Compassionate Mindfulness has been an important practice for me for the last couple of years. As a result of my recurrent depression diagnosis two years ago, my dad started reading books upon books about depression. One ‘Overcoming Depression‘ by Prof. Paul Gilbert particularly stood out. A professor of Psychology, having suffered with depression himself, Gilbert writes about the evolution and causes of depression, ways of coping, developing our relationship with ourselves, and all with the method of mindful compassion.
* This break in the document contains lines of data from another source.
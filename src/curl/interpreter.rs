use tracing::debug;

use super::{
    Curl,
    curl_parsers::{basic_authorization, encode_form_fragment, split_header},
    descriptor::{Credentials, Headers, ParsedCurl, Redirect, RequestDescriptor, RequestOptions},
    headers::{
        self, AUTHORIZATION, CONTENT_TYPE, COOKIE, FORM_URLENCODED, JSON, USER_AGENT, find_header,
        has_header, set_header,
    },
    parser::lex,
    sample::{NOT_CURL_SNIPPET, render_fetch_code},
};
use crate::error::{Diagnostic, Result};

const CURL_CMD: &str = "curl";

/// Everything the flags say, before bodies, methods and headers are settled.
#[derive(Debug, Default)]
struct Accumulator {
    url: String,
    method: String,
    headers: Headers,
    data: Vec<String>,
    form: Vec<String>,
    cookie: Option<String>,
    has_cookie_flag: bool,
    user_agent: Option<String>,
    referrer: Option<String>,
    user: Option<String>,
    follow: bool,
    compressed: bool,
    diagnostics: Vec<Diagnostic>,
}

fn non_empty(value: &str) -> Option<String> {
    (!value.is_empty()).then(|| value.to_string())
}

impl Accumulator {
    fn apply(&mut self, flag: Curl, value: &str) {
        match flag {
            Curl::Url => {
                if !value.is_empty() {
                    self.url = value.into();
                }
            }
            // An empty method falls back to inference.
            Curl::Method => self.method = value.to_uppercase(),
            Curl::Header => match split_header(value) {
                Some((name, v)) => set_header(&mut self.headers, &name, &v),
                None if value.is_empty() => {}
                None => self
                    .diagnostics
                    .push(Diagnostic::MalformedHeader(value.into())),
            },
            Curl::Cookie => {
                self.has_cookie_flag = true;
                self.cookie = non_empty(value).or(self.cookie.take());
            }
            Curl::UserAgent => self.user_agent = non_empty(value).or(self.user_agent.take()),
            Curl::Referer => self.referrer = non_empty(value).or(self.referrer.take()),
            Curl::User => self.user = non_empty(value).or(self.user.take()),
            Curl::Location => self.follow = true,
            Curl::Compressed => self.compressed = true,
            Curl::Data => self.data.push(value.into()),
            Curl::DataUrlencode => self.form.push(encode_form_fragment(value)),
        }
    }

    /// Join the data fragments into a body, defaulting `Content-Type` on the way.
    fn build_body(&mut self) -> Option<String> {
        let mut body = None;
        let mut has_content_type = has_header(&self.headers, CONTENT_TYPE);

        if !self.form.is_empty() {
            body = Some(self.form.join("&"));
            if !has_content_type {
                set_header(&mut self.headers, CONTENT_TYPE, FORM_URLENCODED);
                has_content_type = true;
            }
        }

        if !self.data.is_empty() {
            let joined = self.data.join("&");
            let content_type = find_header(&self.headers, CONTENT_TYPE)
                .unwrap_or_default()
                .to_ascii_lowercase();
            let trimmed = joined.trim();
            let looks_json = trimmed.starts_with('{') || trimmed.starts_with('[');

            if content_type.contains("application/json") || (looks_json && !has_content_type) {
                body = Some(joined);
                if !has_content_type {
                    set_header(&mut self.headers, CONTENT_TYPE, JSON);
                }
            } else if content_type.contains("application/x-www-form-urlencoded") || body.is_none()
            {
                body = Some(match body {
                    Some(existing) if !existing.is_empty() => format!("{existing}&{joined}"),
                    _ => joined,
                });
                if !has_content_type {
                    set_header(&mut self.headers, CONTENT_TYPE, FORM_URLENCODED);
                }
            } else {
                // Opaque payload under a caller-chosen content type.
                body = Some(joined);
            }
        }

        body
    }

    fn finish(mut self) -> ParsedCurl {
        let body = self.build_body();
        let method = if self.method.is_empty() {
            let inferred = if body.is_some() { "POST" } else { "GET" };
            inferred.to_string()
        } else {
            self.method
        };

        if let Some(user) = &self.user {
            if !has_header(&self.headers, AUTHORIZATION) {
                set_header(&mut self.headers, AUTHORIZATION, &basic_authorization(user));
            }
        }

        let normalized = headers::normalize(self.headers, self.referrer, self.user_agent);
        let mut headers = normalized.headers;
        if let Some(cookie) = self.cookie {
            headers.insert(COOKIE.into(), cookie);
        }
        let credentials =
            (self.has_cookie_flag || has_header(&headers, COOKIE)).then_some(Credentials::Include);
        if let Some(user_agent) = normalized.user_agent {
            headers.insert(USER_AGENT.into(), user_agent);
        }

        let descriptor = RequestDescriptor {
            url: self.url,
            options: RequestOptions {
                method,
                headers,
                referrer: normalized.referrer,
                redirect: self.follow.then_some(Redirect::Follow),
                body,
                credentials,
            },
        };
        debug!(
            url = %descriptor.url,
            method = %descriptor.options.method,
            headers = descriptor.options.headers.len(),
            compressed = self.compressed,
            diagnostics = self.diagnostics.len(),
            "interpreted curl command"
        );

        ParsedCurl {
            sample_code: render_fetch_code(&descriptor),
            descriptor,
            diagnostics: self.diagnostics,
        }
    }
}

fn not_curl() -> ParsedCurl {
    ParsedCurl {
        descriptor: RequestDescriptor::default(),
        sample_code: NOT_CURL_SNIPPET.into(),
        diagnostics: vec![Diagnostic::NotCurl],
    }
}

/// Interpret already-split words. Anything not starting with the literal
/// `curl` yields an empty descriptor.
pub fn interpret<S: AsRef<str>>(tokens: &[S]) -> ParsedCurl {
    let rest = match tokens.split_first() {
        Some((first, rest)) if AsRef::<str>::as_ref(first) == CURL_CMD => rest,
        _ => return not_curl(),
    };

    let mut acc = Accumulator::default();
    let mut rest = rest.iter().map(AsRef::<str>::as_ref);
    while let Some(token) = rest.next() {
        if !token.starts_with('-') && acc.url.is_empty() {
            acc.url = token.into();
            continue;
        }
        let Some(flag) = Curl::new(token) else {
            debug!(token, "ignoring unrecognized argument");
            continue;
        };
        let value = if flag.takes_value() {
            rest.next().unwrap_or_else(|| {
                acc.diagnostics.push(Diagnostic::MissingValue {
                    flag: token.into(),
                });
                ""
            })
        } else {
            ""
        };
        acc.apply(flag, value);
    }

    acc.finish()
}

/// Tokenize and interpret a pasted curl command. Never fails; see
/// [`ParsedCurl::diagnostics`] for what had to be guessed.
pub fn parse_curl(command: &str) -> ParsedCurl {
    let words = lex(command);
    let unterminated = words
        .iter()
        .find(|w| w.is_unterminated())
        .and_then(|w| w.quote);
    let tokens: Vec<String> = words.into_iter().map(|w| w.text).collect();

    let mut parsed = interpret(&tokens);
    if let Some(quote) = unterminated {
        parsed
            .diagnostics
            .insert(0, Diagnostic::UnterminatedQuote { quote });
    }
    parsed
}

/// Like [`parse_curl`], but refuses input that needed any fallback.
pub fn parse_curl_strict(command: &str) -> Result<ParsedCurl> {
    parse_curl(command).into_strict()
}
I liked this book, as it was written by a medical professional, but had a spiritual edge. As helpful as religion and spirituality can be for some people, I haven’t been able to take much comfort in faith or belief in a deity or the concept of a created world, destiny, etc. I do however, love science. Evolutionary biology, psychology, medicine, physics… For some people, not every phenomenon in the universe is sufficiently explained by it, but I find that cold hard science, as some people refer to it, explains enough. I lapped up Paul Gilbert’s explanation of depression in terms of evolution, and as difficult as it is to deal with, I find the randomness of mutation and evolution fascinating and perhaps even more marvellous than the idea that things were created. For the complexity that is the universe to be the result of a number of random occurences, I find incredible. But anyway, I digress…

The now fashionable ‘compassionate mindfulness’ is essentially a repackaging of ancient Buddhist wisdom, which is sometimes referred to as a science. Long before particle physics, Buddhist philosophers theorised that everything is the universe is one and of the same, just different forms of the same thing. We now know that everything is ‘just’ varying arrangements of matter and antimatter. I’m digressing again. Back to compassionate mindfulness. The jist is that your brain is a fallible human brain, and as much as you would like to be able to have complete control over your mind, and be able to meditate and reach a higher consciousness for 20 hours a day, it may not always be possible. And that’s ok. Have compassion. If something you try doesn’t work, forgive yourself and forgive the world. Have compassion for others and accept their mistakes. Recognise thoughts for what they are – thoughts, electric impulses across synapses, fleeting, changing, thoughts. Not facts. They do not necessarily represent the world, nor do they necessarily represent you, or the holder or ‘observer’ of the thoughts. They can be influenced by your actions or your emotions, which in turn can be influenced by thoughts and by each other. This is also true for other people, so have compassion for them, as you do not know what thoughts, emotions or actions are affecting them. Practise being mindful. Your aim is not complete mind emptiness on day 1. The goal is awareness. Being present. Being mindful is to fill your mind with whatever you are doing/thinking. If you are eating, eat. If you are watching TV, watch TV. If you are sad, be sad. Don’t try to avoid certain emotions because they will always show themselves somehow. If you do though, forgive yourself. It’s a habit. You can’t change overnight. Just realise that you tried to avoid it, and get back to feeling it.

So that’s just a bit about compassionate mindfulness. As with many achievements of the ‘West’, it is a re-branded version of ancient Eastern thought. However, if it gets more people to try it, that’s great. This isn’t a competition for who realised how to be happy first. The main thing is that we have this tool and this knowledge and we can use it to make ourselves and the world better. With compassion and awareness.

Recognising that humans make mistakes is important. We will fall. But that’s how we learn to pick ourselves up (thanks, Batman films). Even if we learn nothing, if we just trip over our own feet and tumble, arms flailing, to the ground… Well, we’re only human.